Lies, damn lies and so on
But what really gets to me is the casual abuse of statistics. The first one that's been in the news recently is the 'fight against child poverty.' Labour have missed a target to reduce this by the proverbial country mile. That looks awful - a million children raised in poverty - until you look at what it means - an income of less than 60% of the average. By any historical measurement there is no poverty in Britain. The benefit system alone has raised income levels to a point unrecognisable a hundred, or even fifty years ago. Looking at poverty as a proportion of average income just guarantees its continued survival. This is, of course, the entire point. What is the Labour Party for if not to fight the iniquities of poverty? If you get rid of poverty what else is there to do? But the inherently ridiculous nature of the argument is obvious - if Bill Gates, the Aga Khan and Richard Branson live on an island together, is Branson really living in poverty because his wealth is proportionally less than the others?

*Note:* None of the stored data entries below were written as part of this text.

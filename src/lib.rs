//! granary — an atomic reservation ledger for real-time AI spend limits.
//!
//! Before invoking an upstream AI provider, a caller reserves an estimated
//! cost for an end customer; streams grain deductions while the response is
//! read; and finalizes with the provider's authoritative cost once the
//! stream ends. Balances are integer grains, so arithmetic is exact.
//!
//! The hot path runs entirely against a key-value store executing three
//! atomic scripts ([`scripts`]); a durable relational store of record
//! catches up through a bounded async write pipeline and is reconciled by
//! the [`sync::Syncer`].

pub mod config;
mod error;
pub mod hot_store;
pub mod memory_store;
pub mod pricing;
pub mod redis_store;
pub mod scripts;
pub mod sqlite_store;
pub mod sync;
pub mod types;
pub mod writer;

mod ledger;

pub use config::LedgerConfig;
pub use error::{LedgerError, Result};
pub use hot_store::{FinalizeReply, HotStore, HotStoreError, ScriptReply};
pub use ledger::Ledger;
pub use memory_store::MemoryStore;
pub use redis_store::{RedisStore, DEFAULT_POOL_SIZE};
pub use sqlite_store::{SqliteStore, SqliteStoreError};
pub use sync::{PeriodicSync, Syncer, DEFAULT_SYNC_INTERVAL};
pub use types::{
    api_key_hash, BalanceSnapshot, BufferStrategy, Clock, CustomerRecord, DeductionOutcome,
    DeductionRequest, FinalizationOutcome, FinalizationRequest, IntegrityReport, ModelPricing,
    RequestRow, RequestSnapshot, RequestStatus, ReservationOutcome, ReservationRequest,
    SystemClock, TransactionKind, TransactionRecord,
};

The other one that has really irritated me - perhaps more so because it is still trotted out as clear proof of the iniquity of white Zimbabwean farmers - was that the whites owned 70% of the best farmland. The way this one was worked out was beautiful in its simplicity. How do you calculate the 'best' land? By looking at agricultural yields of course! Therefore, since white-owned commercial farms had higher yields, they must be on more fertile land. Obvious really. So when the farms were re-possessed what happened? Well, yields went down as investment decreased and the land gradually became less good. So, the removal of a farm from a white farmer actually increased the proportion of the best land in the hands of the remaining farmers. If I hear this argument once more, I really might blow a gasket.